Let $V$ be an affine variety over an algebraically closed field $k$. We don't assume that $V$ is irreducible. Let $A$ be the affine coordinate ring of $V$. Let $X = Spec(A)$. Let $U$ be an open subset of $X$. Let $s \in \mathcal{O}_X(U)$. Let $p \in \beta^{-1}(U)$. We denote by $s(p)$ the image of $s_{m_p}$ in $A_{m_p}/m_pA_{m_p} = k$, where $m_p$ is the maximal ideal corresponding to $p$. We denote by $\bar s$ the function $\bar s(p) = s(p)$. If $U = X$, then $A = \mathcal{O}_X(U)$. Since $A_{m_p}/m_pA_{m_p}$ is canonically isomorphic to $A/m_p$, $s(p)$ is the value of $s$ at $p$. Hence $\bar s = s$ is regular on $V = \beta^{-1}(X)$. Similarly if $U = D(f)$ for some $f \in A$, then $A_f = \mathcal{O}_X(U)$. Hence $s = g/f^n$ for some $g \in A$ and an integer $n \ge 0$. Since $s(p) = g(p)/f(p)^n$, $\bar s$ is regular on $\beta^{-1}(D(f))$. Hence, $\bar s$ is regular on $\beta^{-1}(U)$ for any open subset $U$. We define a homomorphism $\psi_U\colon \mathcal{O}_X(U) \rightarrow \mathcal{O}_V(\beta^{-1}(U))$ by $\psi_U(s) = \bar s$.

We claim that $\psi_U$ is an isomorphism.

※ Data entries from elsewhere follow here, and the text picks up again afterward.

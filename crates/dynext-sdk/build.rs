//! Build script for dynext-sdk.
//!
//! Captures the identity of the compiler building this crate so that hosts
//! and extension modules can compare the toolchains they were built with.

use std::env;
use std::process::Command;

fn main() {
    println!("cargo:rerun-if-env-changed=RUSTC");

    let rustc = env::var("RUSTC").unwrap_or_else(|_| "rustc".to_string());
    let version = Command::new(&rustc)
        .arg("--version")
        .output()
        .ok()
        .filter(|output| output.status.success())
        .map(|output| String::from_utf8_lossy(&output.stdout).trim().to_string())
        .map(|version| parse_rustc_version(&version))
        .unwrap_or_else(|| "unknown".to_string());

    println!("cargo:rustc-env=DYNEXT_RUSTC_VERSION={}", version);
}

/// Strip the leading "rustc " from `rustc --version` output.
///
/// "rustc 1.85.0 (4d91de4e4 2025-02-17)" -> "1.85.0 (4d91de4e4 2025-02-17)"
fn parse_rustc_version(output: &str) -> String {
    output
        .strip_prefix("rustc ")
        .unwrap_or(output)
        .trim()
        .to_string()
}
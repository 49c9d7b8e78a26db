//! Test module providing a newer version of `Ext1`.

use dynext_sdk::export_extensions;
use test_interfaces::IExt1;

#[derive(Default)]
pub struct Ext1;

impl IExt1 for Ext1 {
    fn test1(&self) -> i32 {
        21
    }
}

export_extensions! {
    Ext1 => dyn IExt1 as "IExt1" {
        name: "Ext1",
        version: 110,
        description: "extension 2 for testing purposes",
        metadata: { "author" => "Bob", "company" => "OtherCorp" },
    }
}
//! Interface identity.
//!
//! Interfaces are identified across module boundaries by a stable string,
//! never by `TypeId`, which is not guaranteed to agree between separately
//! compiled binaries.

/// An abstract capability set that extensions can implement.
///
/// Implemented for `dyn Trait` types, usually through [`declare_interface!`](crate::declare_interface).
pub trait Interface {
    /// Stable, compiler independent name of the interface.
    const NAME: &'static str;
}

/// Declare the stable name of an interface trait.
///
/// ```ignore
/// pub trait Greeter: Send + Sync {
///     fn greet(&self) -> String;
/// }
///
/// dynext_sdk::declare_interface!(dyn Greeter, "example::Greeter");
/// ```
#[macro_export]
macro_rules! declare_interface {
    ($iface:ty, $name:literal) => {
        impl $crate::Interface for $iface {
            const NAME: &'static str = $name;
        }
    };
}
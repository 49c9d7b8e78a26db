//! Interfaces shared by the test modules and the integration tests.

use dynext_sdk::declare_interface;

pub trait IExt1: Send + Sync {
    fn test1(&self) -> i32;
}
declare_interface!(dyn IExt1, "IExt1");

pub trait IExt2: Send + Sync {
    fn test2(&self) -> String;
}
declare_interface!(dyn IExt2, "dynext::IExt2");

Suppose $\psi_U(s) = 0$. Then $\bar s|D(f) = \bar {(s|D(f))} = 0$ for every open subset $D(f) \subset U$. Suppose $s|D(f) = g/f^n$ for $g \in A$ and an integer $n \ge 0$. Since $\bar {(s|D(f))} = 0$, $g(p) = 0$ for every $p \in \beta^{-1}(D(f))$. Hence $f(p)g(p) = 0$ for every $p \in V$. Hence $fg = 0$. Hence $s|D(f) = g/f^n = 0$ in $A_f$. Since $D(f) \subset U$ is arbitrary, $s = 0$. Hence $\psi_U$ is injective.

It remains to prove that $\psi_U$ is surjective. We first note that if $U = D(f)$, $\psi_U$ is surjective, hence an isomorphism. This is clear from the fact that $\mathcal{O}_V(\beta^{-1}(D(f)))$ is canonically isomorphic to $A_f$ (for the proof, see this question).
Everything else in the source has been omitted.